Provenance: Collection of Dr J.H. Zeeman, Charge d'Affaires, Embassy of the Netherlands, Beijing 1954-1957.

Thence by descent.

Huanghuali yoke-back armchairs of this type embody a timelessness in their striking linearity and harmony of form, and were associated with status and authority of the elite gentry in Chinese society. Known as guanmaoyi, or ‘official hat-shaped chairs’, due to their resemblance to the winged hat of Ming officials, they were further categorised into two types: those with protruding crest rails,sichutonuguanmaoyi, and those without, nanguanmaoyi.  The elegance of these chairs lies in the vertical lines which extend outwards slightly as they rise from the seat to lighten the overall effect.

Craig Clunas in Chinese Furniture, London, 1988, p. 20, describes armchairs of this type as being made in pairs, suggesting Chinese room arrangements aimed for symmetry.

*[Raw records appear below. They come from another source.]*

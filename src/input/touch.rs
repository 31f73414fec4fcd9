//! Virtual joystick + fire button for touch screens
//!
//! Event driven: every touch handler writes straight into the snapshot.

use glam::Vec2;

use crate::sim::InputState;

/// Default knob travel (CSS px)
pub const JOYSTICK_MAX_DISTANCE: f32 = 40.0;

#[derive(Debug, Clone)]
pub struct VirtualJoystick {
    max_distance: f32,
    active: bool,
    /// Knob offset from the joystick center, for drawing the stick
    knob: Vec2,
    state: InputState,
}

impl VirtualJoystick {
    /// Aim defaults to `aim_default` (usually the canvas center)
    pub fn new(max_distance: f32, aim_default: Vec2) -> Self {
        Self {
            max_distance: max_distance.max(1.0),
            active: false,
            knob: Vec2::ZERO,
            state: InputState::aiming_at(aim_default),
        }
    }

    pub fn is_active(&self) -> bool {
        self.active
    }

    pub fn knob_offset(&self) -> Vec2 {
        self.knob
    }

    /// Touch landed on the joystick whose center is at `center`
    pub fn touch_start(&mut self, touch: Vec2, center: Vec2) {
        self.active = true;
        self.touch_move(touch, center);
    }

    /// Knob follows the finger, limited to `max_distance`
    pub fn touch_move(&mut self, touch: Vec2, center: Vec2) {
        if !self.active {
            return;
        }
        self.knob = (touch - center).clamp_length_max(self.max_distance);
        let movement = self.knob / self.max_distance;
        self.state.move_x = movement.x;
        self.state.move_y = movement.y;
    }

    pub fn touch_end(&mut self) {
        self.active = false;
        self.knob = Vec2::ZERO;
        self.state.move_x = 0.0;
        self.state.move_y = 0.0;
    }

    pub fn set_firing(&mut self, firing: bool) {
        self.state.firing = firing;
    }

    /// Aim target in canvas pixels
    pub fn aim_at(&mut self, target: Vec2) {
        self.state.aim_x = target.x;
        self.state.aim_y = target.y;
    }

    pub fn current(&self) -> InputState {
        self.state
    }
}
//! Whole-session scenarios driven through the public API

use std::cell::RefCell;
use std::rc::Rc;

use bacon_ops::best_score::{BestScoreStore, BestScoreTracker, MemoryStore};
use bacon_ops::consts::POINTS_PER_KILL;
use bacon_ops::renderer::NullRenderer;
use bacon_ops::sim::{EnemyKind, GameMode, GameState, GameStatus, InputState, tick};
use bacon_ops::GameLoop;
use glam::Vec2;

const DT: f32 = 1.0 / 60.0;

fn nearest_enemy(state: &GameState) -> Option<Vec2> {
    let player = state.player.position;
    state
        .enemies
        .iter()
        .map(|e| e.position)
        .min_by(|a, b| a.distance_squared(player).total_cmp(&b.distance_squared(player)))
}

#[test]
fn arena_enemy_takes_four_hits() {
    let mut state = GameState::new(1280.0, 720.0, GameMode::Arena, 99);
    state.status = GameStatus::Playing;
    assert_eq!(state.enemies.len(), 5);
    assert!(state.enemies.iter().all(|e| e.kind == EnemyKind::Patrol));
    assert_eq!(state.enemies[0].position, Vec2::new(890.0, 360.0));

    let mut now = 0.0;
    let mut hits = 0;
    let mut killed = false;
    for _ in 0..600 {
        // Stay just left of the first enemy and shoot straight at it
        let target = state.enemies[0].position;
        state.player.position = target - Vec2::new(40.0, 0.0);
        let input = InputState {
            firing: true,
            ..InputState::aiming_at(target)
        };

        now += DT;
        let events = tick(&mut state, &input, DT, now);
        hits += events.hits;

        if events.kills > 0 {
            assert_eq!(hits, 4);
            assert_eq!(state.score, POINTS_PER_KILL);
            assert_eq!(state.enemies.len(), 4);
            killed = true;
            break;
        }
        assert_eq!(state.score, 0);
        assert_eq!(state.enemies.len(), 5);
    }

    assert!(killed);
    assert_eq!(state.status, GameStatus::Playing);
}

#[test]
fn practice_session_respawns_through_the_loop() {
    let state = GameState::new(1280.0, 720.0, GameMode::Practice, 7);
    let published = Rc::new(RefCell::new(state.clone()));

    let mut session = {
        let published = published.clone();
        GameLoop::new(state, NullRenderer, move |s: &GameState| {
            *published.borrow_mut() = s.clone();
        })
    };
    {
        let published = published.clone();
        session.set_input_provider(move || {
            let snapshot = published.borrow();
            match nearest_enemy(&snapshot) {
                Some(target) => InputState {
                    firing: true,
                    ..InputState::aiming_at(target)
                },
                None => InputState::default(),
            }
        });
    }
    session.start(0.0);

    let mut respawned = false;
    for _ in 0..1200 {
        let events = session.advance(DT).expect("session is running");
        if events.respawned > 0 {
            respawned = true;
            break;
        }
    }

    assert!(respawned);
    let state = session.state();
    assert_eq!(state.status, GameStatus::Playing);
    assert_eq!(state.score, 3 * POINTS_PER_KILL);
    assert_eq!(state.enemies.len(), 3);
    assert!(state.enemies.iter().all(|e| e.kind == EnemyKind::Dummy && e.health == e.max_health));
    // The host saw the same snapshot
    assert_eq!(published.borrow().score, state.score);
}

#[test]
fn arena_game_over_submits_best_score_once() {
    let mut state = GameState::new(1280.0, 720.0, GameMode::Arena, 1);
    state.score = 500;
    state.player.health = 0.0;

    let store = Rc::new(RefCell::new(MemoryStore::new(300)));
    let statuses = Rc::new(RefCell::new(Vec::new()));
    let mut session = {
        let store = store.clone();
        let statuses = statuses.clone();
        let mut tracker = BestScoreTracker::new();
        GameLoop::new(state, NullRenderer, move |s: &GameState| {
            statuses.borrow_mut().push(s.status);
            tracker.record(s, true, &mut *store.borrow_mut());
        })
    };
    session.set_input_provider(InputState::default);

    session.start(0.0);
    for _ in 0..10 {
        session.advance(DT);
    }

    assert_eq!(session.state().status, GameStatus::GameOver);
    assert_eq!(store.borrow().submissions(), &[500]);
    assert_eq!(store.borrow().best(), 500);
    // Rendering and publishing continue after the run ends
    assert_eq!(statuses.borrow().len(), 11);

    session.stop();
    assert!(session.advance(DT).is_none());
    assert_eq!(statuses.borrow().len(), 11);
}

#[test]
fn same_seed_same_session() {
    fn run(seed: u64) -> GameState {
        let mut state = GameState::new(1280.0, 720.0, GameMode::Arena, seed);
        // Headings get drawn from the seeded stream on the first tick
        for enemy in &mut state.enemies {
            enemy.patrol_direction = None;
        }
        let mut session = GameLoop::new(state, NullRenderer, |_: &GameState| {});
        session.set_input_provider(|| InputState {
            move_x: 1.0,
            move_y: 0.5,
            firing: true,
            ..InputState::aiming_at(Vec2::new(100.0, 100.0))
        });
        session.start(0.0);
        for _ in 0..240 {
            session.advance(DT);
        }
        let state = session.into_state();
        assert!(state.rng_state.draws > 0);
        assert!(state.enemies.iter().all(|e| e.patrol_direction.is_some()));
        state
    }

    let first = run(42);
    let again = run(42);
    assert_eq!(
        serde_json::to_string(&first).unwrap(),
        serde_json::to_string(&again).unwrap()
    );

    // A different seed sends the patrols elsewhere
    let other = run(43);
    let headings = |s: &GameState| -> Vec<Option<f32>> { s.enemies.iter().map(|e| e.patrol_direction).collect() };
    assert_ne!(headings(&first), headings(&other));
}
//! Key derivation and ownership.
//!
//! This module owns two responsibilities:
//! 1. Deriving working keys and IVs from the resolved shared secret.
//! 2. Holding secret material in types that are opaque, non-cloneable,
//!    and zeroised on drop.
//!
//! This is one of exactly two modules permitted to import cipher primitives
//! directly (the other is `crypto`). The digest logic lives here because it
//! operates on the key material itself — not on ciphertexts.
//!
//! ## Derivation structure
//!
//! ```text
//! auth / block modes:   working_key = SHA-256(secret)          (32 bytes)
//! legacy block mode:    working_key = MD5(secret)              (16 bytes)
//!                       iv          = MD5(MD5(secret))         (16 bytes)
//! ```
//!
//! The legacy schedule reproduces the historical scheme byte for byte: the
//! IV is a fixed function of the key and is reused for every encryption
//! under that key. The modern modes never use it — they draw a fresh random
//! IV or nonce per call in `crypto`.

use md5::{Digest, Md5};
use ring::digest;
use zeroize::{Zeroize, ZeroizeOnDrop};

use crate::crypto::{IV_LEN, KEY_LEN, LEGACY_KEY_LEN};

// ---------------------------------------------------------------------------
// Secret key
// ---------------------------------------------------------------------------

/// The shared secret resolved for one entity configuration.
///
/// - Not `Clone`. Cannot be duplicated without explicit conversion.
/// - Zeroised on drop. Memory is overwritten before deallocation.
#[derive(Zeroize, ZeroizeOnDrop)]
pub struct SecretKey {
    bytes: Vec<u8>,
}

impl SecretKey {
    /// Construct a `SecretKey` from resolved raw bytes.
    pub(crate) fn from_bytes(bytes: Vec<u8>) -> Self {
        Self { bytes }
    }

    /// True if no key material is present. An empty secret is a fatal
    /// configuration error, caught at resolution time.
    pub(crate) fn is_empty(&self) -> bool {
        self.bytes.is_empty()
    }

    /// Borrow the raw secret bytes for digest derivation.
    ///
    /// `pub(crate)` — raw bytes never leave the crate.
    pub(crate) fn as_bytes(&self) -> &[u8] {
        &self.bytes
    }
}

// ---------------------------------------------------------------------------
// Derivation
// ---------------------------------------------------------------------------

/// Derive the 256-bit working key used by the auth and block modes.
///
/// SHA-256 of the secret. One-way: the working key reveals nothing about
/// the secret, and secrets of any length map onto the fixed key size.
pub(crate) fn derive_working_key(secret: &SecretKey) -> [u8; KEY_LEN] {
    let digest = digest::digest(&digest::SHA256, secret.as_bytes());
    let mut key = [0u8; KEY_LEN];
    key.copy_from_slice(digest.as_ref());
    key
}

/// The fixed key/IV schedule of the legacy block mode.
#[derive(Zeroize, ZeroizeOnDrop)]
pub(crate) struct LegacySchedule {
    pub key: [u8; LEGACY_KEY_LEN],
    pub iv: [u8; IV_LEN],
}

/// Derive the legacy schedule: key = MD5(secret), IV = MD5(MD5(secret)).
///
/// MD5 survives here only for compatibility with ciphertext written under
/// the historical scheme. The modern modes derive through
/// [`derive_working_key`] instead.
pub(crate) fn derive_legacy_schedule(secret: &SecretKey) -> LegacySchedule {
    let key_digest = Md5::digest(secret.as_bytes());
    let iv_digest = Md5::digest(key_digest);
    LegacySchedule {
        key: key_digest.into(),
        iv: iv_digest.into(),
    }
}

#[cfg(test)]
mod tests {
    use super::*;

    #[test]
    fn test_working_key_is_stable() {
        let secret = SecretKey::from_bytes(b"a shared secret".to_vec());
        assert_eq!(derive_working_key(&secret), derive_working_key(&secret));
    }

    #[test]
    fn test_legacy_schedule_differs_from_key() {
        // The IV is the double digest; it must never equal the key digest.
        let secret = SecretKey::from_bytes(b"a shared secret".to_vec());
        let schedule = derive_legacy_schedule(&secret);
        assert_ne!(schedule.key, schedule.iv);
    }

    #[test]
    fn test_different_secrets_different_keys() {
        let a = SecretKey::from_bytes(b"secret-a".to_vec());
        let b = SecretKey::from_bytes(b"secret-b".to_vec());
        assert_ne!(derive_working_key(&a), derive_working_key(&b));
    }
}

He further notes that Ming and Qing period literature illustrations characteristically show them used at dinner tables, in reception halls for guests and at the writing table in the scholar’s studio, and illustrates a woodblock print of the 1616 edition of The Golden Lotus(Jing Ping Mei), p. 22, fig. 8. This scene shows the main male figure and his principal wife seated on guanmaoyiwhile dining with his secondary wives and concubines who are seated on stools. For a general discussion on the basic model and decorative vocabulary of these armchairs see Curtis Evarts, ‘From Ornate to Unadorned’, Journal of the Chinese Classical Furniture Society, Spring 1993, pp 24-33.

Huanghuali armchairs of this type can be found in a number of museum and private collections; a closely related example, but with a wood seat, from the collection of Chen Mengjia, is illustrated in Wang Shixiang, Classic Chinese Furniture, Hong Kong, 1986, pl. 45; and another is included in George N. Kates, Chinese Household Furniture, New York, 1948, pl. 79. Compare similar chairs, but lacking the posts under the arm rests, such as one made from rosewood, from the Qing Court collection and still in Beijing, published in The Complete Collection of Treasures of the Palace Museum. Furniture of the Ming and Qing Dynasties (I), Hong Kong, 2002, pl. 27; and a hardwood example in the Nanjing Museum, included in Wang Shixiang, Connoisseurship of Chinese Furniture. Ming and Early Qing Dynasties, Hong Kong, 1990, pl. A71.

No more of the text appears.